Przyznam się szczerze, że wkręciłam się niesamowicie w tą historię. Normalnie czytałam i przepadłam. Z każdą stroną obracaną niewidzialną siłą dowiadywałam się co raz to nowszych rewelacji przez co moje oczy były rozszerzone i o mało co nie wypadły mi z gałek ocznych. Co więcej mój oddech był tak bardzo płytki, że łapałam się na tym, że sprawdzałam mój puls czy przypadkiem jeszcze żyję. Autorka zafundowała mi taki wachlarz emocji, że do tej pory nie umiem się uspokoić i przeżyć zakończenia, za co mam cie ochotę udusić. Bo jak ja będę żyła i wytrwam do trzeciej części no jak. Na przemian śmiałam się i płakałam. Zaciskałam zęby i gryzłam palce w momentach tak bardzo krytycznych, że gdybym miała możliwości to bym weszła do książki i przywaliła co po niektórym. Oczywiście nie obyło się bez ognia pożądania i namiętności oraz stada motyli latających w podbrzuszu. Te sceny zbliżeń pomiędzy naszymi bohaterami powodowały, że wybuchałam, a na policzkach czułam ogień.
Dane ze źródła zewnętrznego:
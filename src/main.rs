// src/main.rs

mod cli;
mod commands;

use anyhow::Result;
use clap::Parser;
use cli::{Cli, Commands};

fn main() -> Result<()> {
    let cli = Cli::parse();

    // Initialize tracing subscriber for logging
    let default_level = if cli.verbose { "debug" } else { "info" };
    tracing_subscriber::fmt()
        .with_env_filter(
            tracing_subscriber::EnvFilter::try_from_default_env()
                .unwrap_or_else(|_| tracing_subscriber::EnvFilter::new(default_level)),
        )
        .with_writer(std::io::stderr)
        .init();

    match cli.command {
        Commands::Run {
            root,
            strip_tool,
            log_file,
            only,
            summary,
            strict,
        } => commands::cmd_run(
            &root,
            strip_tool.as_deref(),
            log_file.as_deref(),
            &only,
            summary.as_deref(),
            strict,
        ),
        Commands::Check {
            package_dir,
            strip_tool,
        } => commands::cmd_check(&package_dir, &strip_tool),
        Commands::Count { dir } => commands::cmd_count(&dir),
    }
}
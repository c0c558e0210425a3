// src/error.rs

//! Harness-level errors
//!
//! These abort a whole run before any package is tested: a missing strip
//! tool, an unreadable packages directory, or a log that cannot be opened.
//! Write failures on an open log are only reported through `tracing`. Per-package failures never surface here; they are
//! classified as [`crate::package::TestFailure`] and reported as outcomes.

use thiserror::Error;

#[derive(Error, Debug)]
pub enum Error {
    #[error("I/O error: {0}")]
    Io(#[from] std::io::Error),

    #[error("Can't locate stripcc: {0}")]
    StripToolNotFound(String),

    #[error("Not found: {0}")]
    NotFound(String),

    #[error("Failed to write test log: {0}")]
    Report(String),

    #[error("Failed to serialize run summary: {0}")]
    Serialization(#[from] serde_json::Error),
}

pub type Result<T> = std::result::Result<T, Error>;
// src/driver.rs

//! Driver: run every package under a directory
//!
//! A packages directory holds one sub-directory per package, each with a
//! `script` and the archive it names. stripcc lives next to the packages
//! directory by default:
//!
//! ```text
//! stripcc/
//! ├── stripcc
//! └── testing/
//!     ├── autotest.log
//!     ├── zlib/   (script, zlib-1.2.3.tar.gz)
//!     └── lua/    (script, lua-5.1.4.tar.gz)
//! ```
//!
//! Packages run one after another. A failing package is logged and the run
//! moves on, and so does a log write that fails.

use crate::config::HarnessConfig;
use crate::error::{Error, Result};
use crate::package::{FailureKind, PackageTestRunner, TestOutcome, TestStage};
use crate::report::{ReportEvent, ReportSink};
use chrono::{DateTime, Utc};
use serde::Serialize;
use std::fs;
use std::path::{Path, PathBuf};
use tracing::{error, info};

/// Default strip tool name, looked up in the parent of the packages directory
pub const STRIP_TOOL_NAME: &str = "stripcc";

/// Sub-directories of `root` containing a `script_name` file, sorted by name
pub fn discover_packages(root: &Path, script_name: &str) -> Result<Vec<PathBuf>> {
    if !root.is_dir() {
        return Err(Error::NotFound(format!(
            "packages directory {}",
            root.display()
        )));
    }

    let mut packages: Vec<PathBuf> = fs::read_dir(root)?
        .filter_map(|e| e.ok())
        .map(|e| e.path())
        .filter(|p| p.is_dir() && p.join(script_name).is_file())
        .collect();
    packages.sort();
    Ok(packages)
}

/// Find the strip tool
///
/// An explicit path is used as given; a bare name is searched on `PATH`.
/// Without one, `<parent of root>/stripcc` is expected to exist.
pub fn locate_strip_tool(root: &Path, explicit: Option<&Path>) -> Result<PathBuf> {
    let candidate = match explicit {
        Some(tool) if tool.components().count() == 1 && !tool.exists() => {
            return which::which(tool)
                .map_err(|e| Error::StripToolNotFound(format!("{}: {}", tool.display(), e)));
        }
        Some(tool) => tool.to_path_buf(),
        None => {
            let root = fs::canonicalize(root)?;
            root.parent()
                .map(|parent| parent.join(STRIP_TOOL_NAME))
                .ok_or_else(|| {
                    Error::StripToolNotFound(format!("{} has no parent", root.display()))
                })?
        }
    };

    if !candidate.is_file() {
        return Err(Error::StripToolNotFound(candidate.display().to_string()));
    }
    Ok(fs::canonicalize(&candidate)?)
}

/// Outcome of one package in a run
#[derive(Debug, Clone, Serialize)]
pub struct PackageResult {
    pub package: String,
    pub success: bool,
    #[serde(skip_serializing_if = "Option::is_none")]
    pub remaining_ratio: Option<f64>,
    #[serde(skip_serializing_if = "Option::is_none")]
    pub failure: Option<FailureKind>,
    #[serde(skip_serializing_if = "Option::is_none")]
    pub message: Option<String>,
    pub stage: TestStage,
    #[serde(skip_serializing_if = "Option::is_none")]
    pub lines_before: Option<u64>,
    #[serde(skip_serializing_if = "Option::is_none")]
    pub lines_after: Option<u64>,
}

/// Results of a whole run
#[derive(Debug, Clone, Serialize)]
pub struct RunSummary {
    pub started_at: DateTime<Utc>,
    pub strip_tool: PathBuf,
    pub packages: Vec<PackageResult>,
}

impl RunSummary {
    pub fn succeeded(&self) -> usize {
        self.packages.iter().filter(|p| p.success).count()
    }

    pub fn failed(&self) -> usize {
        self.packages.len() - self.succeeded()
    }

    /// Mean remaining ratio over successful packages
    pub fn mean_ratio(&self) -> Option<f64> {
        let ratios: Vec<f64> = self.packages.iter().filter_map(|p| p.remaining_ratio).collect();
        if ratios.is_empty() {
            None
        } else {
            Some(ratios.iter().sum::<f64>() / ratios.len() as f64)
        }
    }

    pub fn to_json(&self) -> Result<String> {
        Ok(serde_json::to_string_pretty(self)?)
    }
}

/// Runs packages in sequence and reports each outcome
pub struct Driver<'a> {
    runner: PackageTestRunner,
    strip_tool: PathBuf,
    sink: &'a mut dyn ReportSink,
}

impl<'a> Driver<'a> {
    pub fn new(config: HarnessConfig, strip_tool: PathBuf, sink: &'a mut dyn ReportSink) -> Self {
        Self {
            runner: PackageTestRunner::new(config),
            strip_tool,
            sink,
        }
    }

    /// Run every package under `root`, optionally restricted to `only`
    pub fn run_all(&mut self, root: &Path, only: &[String]) -> Result<RunSummary> {
        let packages = discover_packages(root, &self.runner.config().script_name)?;
        let selected: Vec<PathBuf> = packages
            .into_iter()
            .filter(|p| only.is_empty() || only.iter().any(|name| *name == package_name(p)))
            .collect();

        info!(
            "Testing {} package(s) with {}",
            selected.len(),
            self.strip_tool.display()
        );
        self.record(ReportEvent::RunStarted);

        let mut summary = RunSummary {
            started_at: Utc::now(),
            strip_tool: self.strip_tool.clone(),
            packages: Vec::with_capacity(selected.len()),
        };

        for package_dir in &selected {
            summary.packages.push(self.run_one(package_dir));
        }

        info!(
            "Run finished: {} succeeded, {} failed",
            summary.succeeded(),
            summary.failed()
        );
        Ok(summary)
    }

    /// Run a single package directory and record the outcome
    pub fn run_one(&mut self, package_dir: &Path) -> PackageResult {
        let package = package_name(package_dir);
        info!("Testing package: {}", package);
        self.record(ReportEvent::PackageStarted {
            package: package.clone(),
        });

        let report = self.runner.run_report(package_dir, &self.strip_tool);
        let mut result = PackageResult {
            package: package.clone(),
            success: report.outcome.is_success(),
            remaining_ratio: report.outcome.remaining_ratio(),
            failure: report.outcome.failure_kind(),
            message: None,
            stage: report.stage,
            lines_before: report.lines_before,
            lines_after: report.lines_after,
        };

        let event = match &report.outcome {
            TestOutcome::Success { remaining_ratio } => {
                info!(
                    "Stripped OK on {}, Remained/Original code: {:.2}%",
                    package, remaining_ratio
                );
                ReportEvent::PackageSucceeded {
                    package,
                    remaining_ratio: *remaining_ratio,
                }
            }
            TestOutcome::StripFailure { output } => {
                let message = format!("output in {}", output.display());
                error!("Failed to strip package: {} ({})", package, message);
                result.message = Some(message.clone());
                ReportEvent::PackageFailed {
                    package,
                    kind: FailureKind::StripTool,
                    message,
                }
            }
            TestOutcome::GenericFailure(failure) => {
                let message = failure.to_string();
                error!("Error on package: {}, {}", package, message);
                result.message = Some(message.clone());
                ReportEvent::PackageFailed {
                    package,
                    kind: failure.kind(),
                    message,
                }
            }
        };
        self.record(event);

        result
    }

    fn record(&mut self, event: ReportEvent) {
        if let Err(e) = self.sink.record(event) {
            error!("{}", e);
        }
    }
}

fn package_name(package_dir: &Path) -> String {
    package_dir
        .file_name()
        .map(|n| n.to_string_lossy().into_owned())
        .unwrap_or_else(|| package_dir.display().to_string())
}
// src/package/count.rs

//! Source line counting

use std::fs::File;
use std::io::{self, BufRead, BufReader};
use std::path::Path;
use walkdir::WalkDir;

/// Number of lines in a file
///
/// A final line without a trailing newline still counts. Content does not
/// need to be UTF-8.
pub fn count_file_lines(path: &Path) -> io::Result<u64> {
    let mut reader = BufReader::new(File::open(path)?);
    let mut buf = Vec::new();
    let mut count = 0;

    loop {
        buf.clear();
        if reader.read_until(b'\n', &mut buf)? == 0 {
            return Ok(count);
        }
        count += 1;
    }
}

/// Sum of line counts of every regular file under `root` whose extension is
/// one of `extensions`
///
/// Symlinks are not followed and do not count, extensionless files are
/// skipped.
pub fn count_source_lines(root: &Path, extensions: &[&str]) -> io::Result<u64> {
    let mut total = 0;

    for entry in WalkDir::new(root).follow_links(false) {
        let entry = entry.map_err(io::Error::from)?;
        if !entry.file_type().is_file() {
            continue;
        }

        let matches = entry
            .path()
            .extension()
            .and_then(|ext| ext.to_str())
            .is_some_and(|ext| extensions.contains(&ext));

        if matches {
            total += count_file_lines(entry.path())?;
        }
    }

    Ok(total)
}

#[cfg(test)]
mod tests {
    use super::*;
    use std::fs;

    const C_EXTS: &[&str] = &["h", "c"];

    #[test]
    fn test_count_file_lines() {
        let dir = tempfile::tempdir().unwrap();
        let path = dir.path().join("a.c");

        fs::write(&path, "").unwrap();
        assert_eq!(count_file_lines(&path).unwrap(), 0);

        fs::write(&path, "one\ntwo\n").unwrap();
        assert_eq!(count_file_lines(&path).unwrap(), 2);

        fs::write(&path, "one\ntwo\nthree").unwrap();
        assert_eq!(count_file_lines(&path).unwrap(), 3);

        fs::write(&path, "\n\n\n").unwrap();
        assert_eq!(count_file_lines(&path).unwrap(), 3);
    }

    #[test]
    fn test_count_non_utf8() {
        let dir = tempfile::tempdir().unwrap();
        let path = dir.path().join("latin1.c");
        fs::write(&path, b"/* caf\xe9 */\nint x;\n").unwrap();
        assert_eq!(count_file_lines(&path).unwrap(), 2);
    }

    #[test]
    fn test_count_source_lines_filters_extensions() {
        let dir = tempfile::tempdir().unwrap();
        let root = dir.path();
        fs::create_dir_all(root.join("src/sub")).unwrap();
        fs::create_dir_all(root.join("include")).unwrap();

        fs::write(root.join("src/main.c"), "a\nb\nc\n").unwrap();
        fs::write(root.join("src/sub/deep.c"), "a\nb\n").unwrap();
        fs::write(root.join("include/api.h"), "x\n").unwrap();
        fs::write(root.join("src/other.cpp"), "ignored\nignored\n").unwrap();
        fs::write(root.join("Makefile"), "all:\n\ttrue\n").unwrap();
        fs::write(root.join("README"), "docs\n").unwrap();
        fs::write(root.join("notes.C"), "upper case ext\n").unwrap();

        assert_eq!(count_source_lines(root, C_EXTS).unwrap(), 6);
        assert_eq!(count_source_lines(root, &["cpp"]).unwrap(), 2);
    }

    #[test]
    fn test_count_source_lines_empty_tree() {
        let dir = tempfile::tempdir().unwrap();
        assert_eq!(count_source_lines(dir.path(), C_EXTS).unwrap(), 0);
    }

    #[test]
    fn test_directory_named_like_source_is_traversed_not_counted() {
        let dir = tempfile::tempdir().unwrap();
        let root = dir.path();
        fs::create_dir_all(root.join("weird.c")).unwrap();
        fs::write(root.join("weird.c/inner.h"), "1\n2\n").unwrap();

        assert_eq!(count_source_lines(root, C_EXTS).unwrap(), 2);
    }

    #[cfg(unix)]
    #[test]
    fn test_symlinks_not_counted() {
        let dir = tempfile::tempdir().unwrap();
        let root = dir.path();
        fs::write(root.join("real.c"), "1\n2\n3\n").unwrap();
        std::os::unix::fs::symlink(root.join("real.c"), root.join("link.c")).unwrap();

        assert_eq!(count_source_lines(root, C_EXTS).unwrap(), 3);
    }

    #[test]
    fn test_missing_root_is_error() {
        assert!(count_source_lines(Path::new("/nonexistent/tree"), C_EXTS).is_err());
    }
}
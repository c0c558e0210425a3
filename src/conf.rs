// src/conf.rs

//! Package script parser
//!
//! Every package directory carries a small `script` file describing how the
//! package is built:
//!
//! ```text
//! # zlib, built from its own makefile
//! package = zlib-1.2.3.tar.gz
//! pre_make = ./configure --static
//!
//! [notes]
//! upstream = https://zlib.net
//! ```
//!
//! Each line is trimmed before it is looked at. Blank lines and lines starting
//! with `#` are skipped (there are no trailing comments). `[name]` opens a
//! section; any other line is `key = value`, split at the first `=`, and lands
//! in the global scope until the first section header is seen.

use std::collections::HashMap;
use std::fs;
use std::path::Path;
use thiserror::Error;

/// Errors raised while loading or querying a package script
#[derive(Error, Debug)]
pub enum ConfError {
    #[error("Failed to read {path}: {source}")]
    Read {
        path: String,
        source: std::io::Error,
    },

    #[error("Duplicated section name: {0}")]
    DuplicateSection(String),

    #[error("Section not found: {0}")]
    SectionNotFound(String),

    #[error("Key '{key}' not found in {scope}")]
    KeyNotFound { key: String, scope: String },

    /// A line that is neither a comment, a section header nor `key = value`
    #[error("Malformed line {line}: {content}")]
    MalformedLine { line: usize, content: String },

    /// A directory value that would leave the package directory
    #[error("Invalid {key} '{value}': must be a relative path inside the package")]
    InvalidPath { key: String, value: String },
}

/// Parsed contents of a package script. Read-only once loaded.
#[derive(Debug, Clone, Default, PartialEq, Eq)]
pub struct ConfStore {
    global: HashMap<String, String>,
    sections: HashMap<String, HashMap<String, String>>,
}

impl ConfStore {
    /// Load and parse a script file
    pub fn load(path: &Path) -> Result<Self, ConfError> {
        let content = fs::read_to_string(path).map_err(|source| ConfError::Read {
            path: path.display().to_string(),
            source,
        })?;

        Self::parse(&content)
    }

    /// Parse script text
    pub fn parse(content: &str) -> Result<Self, ConfError> {
        let mut store = Self::default();
        let mut current: Option<String> = None;

        for (idx, raw) in content.lines().enumerate() {
            let line = raw.trim();
            if line.is_empty() || line.starts_with('#') {
                continue;
            }

            if let Some(rest) = line.strip_prefix('[') {
                let name = match rest.split_once(']') {
                    Some((name, _)) => name.trim(),
                    None => {
                        return Err(ConfError::MalformedLine {
                            line: idx + 1,
                            content: line.to_string(),
                        });
                    }
                };

                if store.sections.contains_key(name) {
                    return Err(ConfError::DuplicateSection(name.to_string()));
                }
                store.sections.insert(name.to_string(), HashMap::new());
                current = Some(name.to_string());
                continue;
            }

            let (key, value) = line.split_once('=').ok_or_else(|| ConfError::MalformedLine {
                line: idx + 1,
                content: line.to_string(),
            })?;

            let scope = match &current {
                Some(section) => store.sections.entry(section.clone()).or_default(),
                None => &mut store.global,
            };
            scope.insert(key.trim().to_string(), value.trim().to_string());
        }

        Ok(store)
    }

    /// Look up `key` in the global scope, or in `section` when one is given
    pub fn get(&self, key: &str, section: Option<&str>) -> Result<&str, ConfError> {
        let scope = match section {
            None => &self.global,
            Some(name) => self
                .sections
                .get(name)
                .ok_or_else(|| ConfError::SectionNotFound(name.to_string()))?,
        };

        scope
            .get(key)
            .map(String::as_str)
            .ok_or_else(|| ConfError::KeyNotFound {
                key: key.to_string(),
                scope: match section {
                    Some(name) => format!("section [{}]", name),
                    None => "global scope".to_string(),
                },
            })
    }

    /// Global lookup that treats a missing key as `None`
    pub fn get_global(&self, key: &str) -> Option<&str> {
        self.global.get(key).map(String::as_str)
    }

    /// Names of every section declared in the file
    pub fn sections(&self) -> impl Iterator<Item = &str> {
        self.sections.keys().map(String::as_str)
    }
}
// src/report.rs

//! Append-only test log
//!
//! The driver records one event per package start and one per outcome. The
//! file sink writes the same line format the harness has always used, so old
//! and new runs can share one `autotest.log`:
//!
//! ```text
//! 2026-03-02 10:15:42,118 [INFO]: New test begin
//! 2026-03-02 10:16:03,940 [INFO]: Stripped OK on zlib, Remained/Original code: 61.532100%.
//! 2026-03-02 10:16:09,401 [ERROR]: Failed to strip package: bash (output in bash/stripcc.out)
//! ```

use crate::error::{Error, Result};
use crate::package::FailureKind;
use std::fs::{File, OpenOptions};
use std::io::Write;
use std::path::Path;

/// A recorded event
#[derive(Debug, Clone, PartialEq)]
pub enum ReportEvent {
    RunStarted,
    PackageStarted { package: String },
    PackageSucceeded { package: String, remaining_ratio: f64 },
    PackageFailed {
        package: String,
        kind: FailureKind,
        message: String,
    },
}

impl ReportEvent {
    fn level(&self) -> &'static str {
        match self {
            Self::PackageFailed { .. } => "ERROR",
            _ => "INFO",
        }
    }

    fn message(&self) -> String {
        match self {
            Self::RunStarted => "New test begin".to_string(),
            Self::PackageStarted { package } => format!("Testing package: {}", package),
            Self::PackageSucceeded {
                package,
                remaining_ratio,
            } => format!(
                "Stripped OK on {}, Remained/Original code: {:.6}%.",
                package, remaining_ratio
            ),
            Self::PackageFailed {
                package,
                kind: FailureKind::StripTool,
                message,
            } => format!("Failed to strip package: {} ({})", package, message),
            Self::PackageFailed {
                package,
                kind,
                message,
            } => format!("Error on package: {}, {}: {}", package, kind, message),
        }
    }
}

/// Destination for test events
pub trait ReportSink {
    fn record(&mut self, event: ReportEvent) -> Result<()>;
}

/// Appends timestamped lines to a writer
pub struct LogFileSink<W: Write> {
    writer: W,
}

impl LogFileSink<File> {
    /// Open `path` for appending, creating it if needed
    pub fn open(path: &Path) -> Result<Self> {
        let file = OpenOptions::new()
            .create(true)
            .append(true)
            .open(path)
            .map_err(|e| Error::Report(format!("{}: {}", path.display(), e)))?;
        Ok(Self::new(file))
    }
}

impl<W: Write> LogFileSink<W> {
    pub fn new(writer: W) -> Self {
        Self { writer }
    }

    pub fn into_inner(self) -> W {
        self.writer
    }
}

impl<W: Write> ReportSink for LogFileSink<W> {
    fn record(&mut self, event: ReportEvent) -> Result<()> {
        let timestamp = chrono::Local::now().format("%Y-%m-%d %H:%M:%S,%3f");
        // Multi-line failure details stay on one log line
        let message = event.message().replace('\n', " | ");

        writeln!(self.writer, "{} [{}]: {}", timestamp, event.level(), message)
            .and_then(|_| self.writer.flush())
            .map_err(|e| Error::Report(e.to_string()))
    }
}

/// Keeps events in memory
#[derive(Debug, Default)]
pub struct MemorySink {
    pub events: Vec<ReportEvent>,
}

impl ReportSink for MemorySink {
    fn record(&mut self, event: ReportEvent) -> Result<()> {
        self.events.push(event);
        Ok(())
    }
}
To była mega przepiękna historia o wybaczaniu, o miłości, o szukaniu prawdy i wyznaniu tej diabelnej prawdy, która duszona była przez długi czas. Historia dwójki skrzywdzonych osób przez los. Dwóch dusz szukających się wzajemnie. A gdy już się znaleźli i zaczęli układać sobie wszystko od nowa. Los postanowił znów z nich zadrwić i ich rozdzielić. Co więcej autorka tą historią pokazała, że nie nawet najbliższe osoby mogą nas skrzywdzić, ale to od nas zależy czy im wybaczymy i ponownie zaufamy. Tak jak to zrobiła Sara. Zaufała ponownie mężczyźnie, który ją zdradził i ją zostawił. Kochana autorko ja Cię tylko błagam. W ostatniej części spraw, żeby moje serduszko, które rozpadło się na milion kawałków, znowu posklejało się. Ja cię proszę daj mi szczęśliwe zakończenie bo więcej rewelacji nie przeżyje. A za to cie uduszę. Obiecuje :P

Moja ocena:

Data przeczytania: 2021-08-31
Polub, jeżeli recenzja Ci się spodobała!

Gdzie kupić

Księgarnie internetowe
Sprawdzam dostępność...
Ogłoszenia
Dodaj ogłoszenie
2 osoby szukają tej książki
Diabelna prawda
Diabelna prawda
P.K. Farion
8.0/10
Cykl: Diabelski układ, tom 2

Błażej, pogrążony w rozpaczy po stracie Sary, wraca do Polski. Pragnie naprawić swoje błędy, jest gotów zrobić wszystko, byle tylko znowu zobaczyć kobietę swojego życia. Jest przekonany, że oboje m...

Komentarze
Diabelna prawda
Diabelna prawda
P.K. Farion
8.0/10
Cykl: Diabelski układ, tom 2
Błażej, pogrążony w rozpaczy po stracie Sary, wraca do Polski. Pragnie naprawić swoje błędy, jest gotów zrobić wszystko, byle tylko znowu zobaczyć kobietę swojego życia. Jest przekonany, że oboje m...

Gdzie kupić

Księgarnie internetowe
Sprawdzam dostępność...
Ogłoszenia
Dodaj ogłoszenie
2 osoby szukają tej książki

Zobacz inne recenzje

Prawda, może wyzwolić nas od ciężaru, jaki nosimy ukrywając swoje uczucia względem tego, czego się kiedyś dopuściliśmy lub byliśmy świadkami traumatycznego wydarzenia. Takie oczyszczenie, może popraw...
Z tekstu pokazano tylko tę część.